» **Your task**:
Copy out the data below verbatim.

### Extracted records

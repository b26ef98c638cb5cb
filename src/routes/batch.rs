//! Batch route definitions

use axum::{
    routing::{get, post},
    Router,
};

use crate::handlers::*;
use crate::state::AppState;

pub fn batch_routes() -> Router<AppState> {
    Router::new()
        .route("/api/metadata", post(publish_metadata))
        .route("/api/batches", post(create_batch).get(list_batches))
        .route("/api/registrations", post(register_batch))
        .route("/api/batches/:id", get(get_batch))
        .route("/api/batches/:id/balance/:holder", get(get_balance))
        .route(
            "/api/batches/:id/verifications",
            post(start_verification).get(list_batch_verifications),
        )
}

######

» **Exercise response**:
repository b26ef98c638cb5cb
filename src/routes/batch.rs
//! Batch route definitions

use axum::{
    routing::{get, post},
    Router,
};

use crate::handlers::*;
use crate::state::AppState;

pub fn batch_routes() -> Router<AppState> {
    Router::new()
        .route("/api/metadata", post(publish_metadata))
        .route("/api/batches", post(create_batch).get(list_batches))
        .route("/api/registrations", post(register_batch))
        .route("/api/batches/:id", get(get_batch))
        .route("/api/batches/:id/balance/:holder", get(get_balance))
        .route(
            "/api/batches/:id/verifications",
            post(start_verification).get(list_batch_verifications),
        )
}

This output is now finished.